Mnemonic image: IgM pentamer tank launching complement cannonballs
USMLE translation:
- IgM is the best complement activator (also IgG can do it).
- Complement can:
- Lyse cells directly (MAC)
- Promote inflammation via C3a/C5a
- Increase opsonization via C3b
High-yield clue words: intravascular hemolysis (classically), low complement in immune complex processes (context matters)
Room 3: The “Natural Killer Bouncer” — ADCC
At a club door, an NK cell bouncer grabs an antibody-tagged target using Fc receptors (CD16) and kicks it out.
Mnemonic image: NK bouncer scanning Fc “VIP pass” (CD16)
USMLE translation:
- ADCC = antibody-coated target killed by NK cells (also eosinophils can do ADCC in parasites, but that’s more Type I/Th2 contexts).
Room 4: The “Broken Receptor Switchboard” — Antibodies alter receptor function
Finally, you enter a switchboard room where antibodies either jam the “OFF” button or hold the “ON” button down.
Mnemonic image: Sticky antibodies on a light switch: stuck OFF or ON
USMLE translation (mega-testable):
- Myasthenia gravis: antibodies block ACh receptors → decreased neuromuscular transmission
- Graves disease: antibodies stimulate TSH receptor → increased thyroid hormone
High-yield clue words:
- MG: ptosis, diplopia, fatigability; improves with rest; thymic abnormalities
- Graves: exophthalmos, pretibial myxedema, diffuse goiter, thyroid-stimulating immunoglobulins
Rapid-fire “Type II = Cytotoxic” anchor mnemonic
“C-I-T-Y” mnemonic (Cell surface City)
- Complement activation (IgM > IgG)
- Inflammation + opsonization (C3b, Fc-mediated phagocytosis)
- Target is Tethered (cell surface or ECM—not soluble antigen)
- You can get receptor dysfunction (on/off)

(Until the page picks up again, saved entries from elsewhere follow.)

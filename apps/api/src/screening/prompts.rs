// Prompt constants for the screening pipeline.

use crate::judge::prompts::JSON_ONLY_PREAMBLE;

/// Field extraction. Replace `{resume_text}` before sending.
pub fn fields_prompt(resume_text: &str) -> String {
    format!(
        "{JSON_ONLY_PREAMBLE}\n\n\
         Extract the following from this resume:\n\
         - name (string)\n\
         - email (string)\n\
         - skills (array of strings)\n\
         - experience_summary (string)\n\n\
         Return a single JSON object with exactly those keys.\n\n\
         Resume:\n\"\"\"{resume_text}\"\"\""
    )
}

/// Synthetic job description generation for the comparison target.
pub fn jd_prompt(role: &str, experience_level: &str) -> String {
    format!(
        "Write a job description for '{role}' at '{experience_level}' level.\n\
         Include overview, responsibilities, required skills, and preferred \
         qualifications. Keep under 350 words."
    )
}

/// Deterministic comparison target used when the judgment capability is
/// unavailable. Keeps the similarity computation meaningful: the role and
/// level terms still anchor the lexical overlap.
pub fn fallback_jd(role: &str, experience_level: &str) -> String {
    format!(
        "Job Description: {role} ({experience_level})\n\n\
         Overview: We are hiring a {experience_level} {role} to design, build, \
         and operate production systems with our engineering team.\n\n\
         Responsibilities: own features end to end, review code, collaborate \
         with product and design, improve reliability and performance, mentor \
         where appropriate for a {experience_level} position.\n\n\
         Required skills: professional experience relevant to the {role} role, \
         strong communication, testing discipline, and familiarity with modern \
         development workflows.\n\n\
         Preferred qualifications: prior experience at the {experience_level} \
         level, open source contributions, and production operations exposure."
    )
}
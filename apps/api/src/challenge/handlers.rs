//! Axum route handlers for the OTP challenge API.

use axum::{extract::State, Json};
use serde::{Deserialize, Serialize};

use crate::errors::AppError;
use crate::models::candidate::CandidateRef;
use crate::state::AppState;

#[derive(Debug, Deserialize)]
pub struct SendOtpRequest {
    pub name: String,
    pub email: String,
}

#[derive(Debug, Serialize)]
pub struct SendOtpResponse {
    pub message: String,
    pub delivered: bool,
}

#[derive(Debug, Deserialize)]
pub struct VerifyOtpRequest {
    pub email: String,
    pub code: String,
}

#[derive(Debug, Serialize)]
pub struct VerifyOtpResponse {
    pub verified: bool,
    #[serde(skip_serializing_if = "Option::is_none")]
    pub reason: Option<&'static str>,
}

fn parse_candidate(email: &str) -> Result<CandidateRef, AppError> {
    CandidateRef::parse(email)
        .ok_or_else(|| AppError::Validation("a valid email address is required".to_string()))
}

/// POST /api/v1/otp/send
///
/// Issues a fresh code. Delivery failure is reported in the response; the
/// stored code stays valid either way.
pub async fn handle_send_otp(
    State(state): State<AppState>,
    Json(request): Json<SendOtpRequest>,
) -> Result<Json<SendOtpResponse>, AppError> {
    if request.name.trim().is_empty() {
        return Err(AppError::Validation("name cannot be empty".to_string()));
    }
    let candidate = parse_candidate(&request.email)?;

    let delivery = state.otp.request(&candidate, request.name.trim()).await?;

    Ok(Json(SendOtpResponse {
        message: if delivery.ok {
            format!("Code sent to {candidate}")
        } else {
            "Code issued; delivery failed".to_string()
        },
        delivered: delivery.ok,
    }))
}

/// POST /api/v1/otp/verify
pub async fn handle_verify_otp(
    State(state): State<AppState>,
    Json(request): Json<VerifyOtpRequest>,
) -> Result<Json<VerifyOtpResponse>, AppError> {
    let candidate = parse_candidate(&request.email)?;

    let outcome = state.otp.verify(&candidate, request.code.trim()).await?;

    Ok(Json(VerifyOtpResponse {
        verified: outcome.verified(),
        reason: outcome.reason(),
    }))
}
#![allow(dead_code)]

use axum::{
    http::StatusCode,
    response::{IntoResponse, Response},
    Json,
};
use serde_json::json;
use thiserror::Error;

use crate::storage::StorageError;

/// Application-level error type.
/// Implements `IntoResponse` so Axum handlers can return `Result<T, AppError>`.
///
/// External-capability failures (judge, embeddings, mail) are deliberately
/// absent from this enum: they degrade to fallbacks inside the pipelines and
/// never surface to the caller as errors.
#[derive(Debug, Error)]
pub enum AppError {
    #[error("Not found: {0}")]
    NotFound(String),

    #[error("Validation error: {0}")]
    Validation(String),

    #[error("Question pool missing: {0}")]
    PoolMissing(String),

    #[error("Conflict: {0}")]
    Conflict(String),

    #[error("Unsupported document format: {0}")]
    UnsupportedFormat(String),

    #[error("Extraction error: {0}")]
    Extraction(String),

    #[error("Storage error: {0}")]
    Storage(#[from] StorageError),

    #[error("Database error: {0}")]
    Database(#[from] sqlx::Error),

    #[error("S3 error: {0}")]
    S3(String),

    #[error("Internal server error: {0}")]
    Internal(#[from] anyhow::Error),
}

impl IntoResponse for AppError {
    fn into_response(self) -> Response {
        let (status, code, message) = match &self {
            AppError::NotFound(msg) => (StatusCode::NOT_FOUND, "NOT_FOUND", msg.clone()),
            AppError::Validation(msg) => (StatusCode::BAD_REQUEST, "VALIDATION_ERROR", msg.clone()),
            // An empty question pool is a deployment problem, not a caller 404.
            AppError::PoolMissing(msg) => (
                StatusCode::SERVICE_UNAVAILABLE,
                "QUESTION_POOL_MISSING",
                msg.clone(),
            ),
            AppError::Conflict(msg) => (StatusCode::CONFLICT, "CONFLICT", msg.clone()),
            AppError::UnsupportedFormat(msg) => {
                (StatusCode::BAD_REQUEST, "UNSUPPORTED_FORMAT", msg.clone())
            }
            AppError::Extraction(msg) => (
                StatusCode::UNPROCESSABLE_ENTITY,
                "EXTRACTION_ERROR",
                msg.clone(),
            ),
            AppError::Storage(e) => {
                tracing::error!("Storage error: {e}");
                (
                    StatusCode::INTERNAL_SERVER_ERROR,
                    "STORAGE_ERROR",
                    "A storage error occurred".to_string(),
                )
            }
            AppError::Database(e) => {
                tracing::error!("Database error: {e}");
                (
                    StatusCode::INTERNAL_SERVER_ERROR,
                    "DATABASE_ERROR",
                    "A database error occurred".to_string(),
                )
            }
            AppError::S3(msg) => {
                tracing::error!("S3 error: {msg}");
                (
                    StatusCode::INTERNAL_SERVER_ERROR,
                    "S3_ERROR",
                    "A storage error occurred".to_string(),
                )
            }
            AppError::Internal(e) => {
                tracing::error!("Internal error: {e:?}");
                (
                    StatusCode::INTERNAL_SERVER_ERROR,
                    "INTERNAL_ERROR",
                    "An internal server error occurred".to_string(),
                )
            }
        };

        let body = Json(json!({
            "error": {
                "code": code,
                "message": message
            }
        }));

        (status, body).into_response()
    }
}
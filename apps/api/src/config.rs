use anyhow::{Context, Result};

/// Application configuration loaded from environment variables.
/// Infrastructure settings are required; assessment tunables carry defaults.
#[derive(Debug, Clone)]
pub struct Config {
    pub database_url: String,
    pub redis_url: String,
    pub s3_bucket: String,
    pub s3_endpoint: String,
    pub aws_access_key_id: String,
    pub aws_secret_access_key: String,
    /// Judgment capability key. Absent means the judge is disabled for the
    /// lifetime of the process and every scorer routes to its fallback.
    pub openai_api_key: Option<String>,
    pub judge_model: String,
    pub embed_model: String,
    pub judge_timeout_secs: u64,
    /// HTTP mail API. Absent means outbound mail is disabled (reported as
    /// failed delivery, never an error).
    pub mail_api_url: Option<String>,
    pub mail_api_key: Option<String>,
    pub mail_from: String,
    pub port: u16,
    pub rust_log: String,
    pub otp_code_length: usize,
    pub otp_ttl_secs: i64,
    pub aptitude_set_size: usize,
    pub aptitude_set_count: usize,
    pub aptitude_pass_mark: u32,
    pub communication_pass_mark: u32,
    pub interview_pass_mark: u32,
    pub screening_threshold: f64,
    pub notify_rejected: bool,
    pub code_run_timeout_secs: u64,
}

impl Config {
    pub fn from_env() -> Result<Self> {
        dotenvy::dotenv().ok(); // load .env if present; ignore if missing

        Ok(Config {
            database_url: require_env("DATABASE_URL")?,
            redis_url: require_env("REDIS_URL")?,
            s3_bucket: require_env("S3_BUCKET")?,
            s3_endpoint: require_env("S3_ENDPOINT")?,
            aws_access_key_id: require_env("AWS_ACCESS_KEY_ID")?,
            aws_secret_access_key: require_env("AWS_SECRET_ACCESS_KEY")?,
            openai_api_key: optional_env("OPENAI_API_KEY"),
            judge_model: std::env::var("JUDGE_MODEL").unwrap_or_else(|_| "gpt-4o-mini".to_string()),
            embed_model: std::env::var("EMBED_MODEL")
                .unwrap_or_else(|_| "text-embedding-3-large".to_string()),
            judge_timeout_secs: parse_env("JUDGE_TIMEOUT_SECS", 30)?,
            mail_api_url: optional_env("MAIL_API_URL"),
            mail_api_key: optional_env("MAIL_API_KEY"),
            mail_from: std::env::var("MAIL_FROM")
                .unwrap_or_else(|_| "talent@talentgate.example".to_string()),
            port: parse_env("PORT", 8080)?,
            rust_log: std::env::var("RUST_LOG").unwrap_or_else(|_| "info".to_string()),
            otp_code_length: parse_env("OTP_CODE_LENGTH", 6)?,
            otp_ttl_secs: parse_env("OTP_TTL_SECS", 300)?,
            aptitude_set_size: parse_env("APTITUDE_SET_SIZE", 25)?,
            aptitude_set_count: parse_env("APTITUDE_SET_COUNT", 10)?,
            aptitude_pass_mark: parse_env("APTITUDE_PASS_MARK", 15)?,
            communication_pass_mark: parse_env("COMMUNICATION_PASS_MARK", 9)?,
            interview_pass_mark: parse_env("INTERVIEW_PASS_MARK", 25)?,
            screening_threshold: parse_env("SCREENING_THRESHOLD", 60.0)?,
            notify_rejected: parse_env("NOTIFY_REJECTED", false)?,
            code_run_timeout_secs: parse_env("CODE_RUN_TIMEOUT_SECS", 5)?,
        })
    }
}

fn require_env(key: &str) -> Result<String> {
    std::env::var(key).with_context(|| format!("Required environment variable '{key}' is not set"))
}

fn optional_env(key: &str) -> Option<String> {
    std::env::var(key).ok().filter(|v| !v.trim().is_empty())
}

fn parse_env<T>(key: &str, default: T) -> Result<T>
where
    T: std::str::FromStr,
    T::Err: std::error::Error + Send + Sync + 'static,
{
    match std::env::var(key) {
        Ok(raw) => raw
            .parse::<T>()
            .with_context(|| format!("Environment variable '{key}' has an invalid value")),
        Err(_) => Ok(default),
    }
}

#[cfg(test)]
mod tests {
    use super::*;

    #[test]
    fn test_parse_env_defaults_when_unset() {
        std::env::remove_var("CONFIG_TEST_UNSET");
        let value: u32 = parse_env("CONFIG_TEST_UNSET", 15).unwrap();
        assert_eq!(value, 15);
    }

    #[test]
    fn test_parse_env_reads_override() {
        std::env::set_var("CONFIG_TEST_OVERRIDE", "42");
        let value: u32 = parse_env("CONFIG_TEST_OVERRIDE", 15).unwrap();
        assert_eq!(value, 42);
        std::env::remove_var("CONFIG_TEST_OVERRIDE");
    }

    #[test]
    fn test_optional_env_filters_blank() {
        std::env::set_var("CONFIG_TEST_BLANK", "   ");
        assert!(optional_env("CONFIG_TEST_BLANK").is_none());
        std::env::remove_var("CONFIG_TEST_BLANK");
    }
}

High-yield table: Type II vs common confusion points
| Feature | Type II (Cytotoxic) | Type III (Immune complex) | Type IV (Delayed, T-cell) |
|---|---|---|---|
| Main immune player | IgG/IgM | IgG immune complexes | T cells (Th1/Th17, CD8+) |
| Antigen location | Fixed (cell surface/ECM) | Soluble → deposits in tissues | Cellular antigens |
| Key mechanisms | Complement, opsonization, ADCC, receptor blockade/stimulation | Complement + neutrophils at deposition sites | Cytokine-mediated inflammation or direct cytotoxicity |
| Classic examples | AIHA, ITP, Goodpasture, MG, Graves | SLE, PSGN, serum sickness, Arthus reaction | Contact dermatitis, TB test, type 1 DM |
Classic diseases to attach to the palace (know these cold)
Goodpasture syndrome (Type II)
- Anti–type IV collagen (basement membrane) in glomeruli + alveoli
- Findings: hemoptysis + hematuria
- IF pattern: linear staining
Pemphigus vulgaris (often tested as Type II)
- Anti-desmoglein (desmosomes) → intraepidermal blister
- Findings: flaccid bullae, +Nikolsky sign
Bullous pemphigoid (also antibody-mediated, high-yield)
- Anti-hemidesmosomes → subepidermal blister
- Findings: tense bullae, typically negative Nikolsky
Exam tip: If the stem screams “antibodies against a structural protein in skin or basement membrane,” Type II should jump to mind.
The “2-step” exam approach (fast identification)
- Is the antigen fixed on a cell or basement membrane?
- Yes → think Type II
- Is it destruction or dysfunction?
- Destruction: complement/opsonization/ADCC
- Dysfunction: receptor blockade or stimulation
Mini self-check (one question worth of clarity)
If IgG binds RBC antigens and the patient gets anemia + jaundice + splenomegaly, what’s happening?
- Type II → IgG opsonization → splenic macrophages remove RBCs (extravascular hemolysis) → positive direct Coombs test.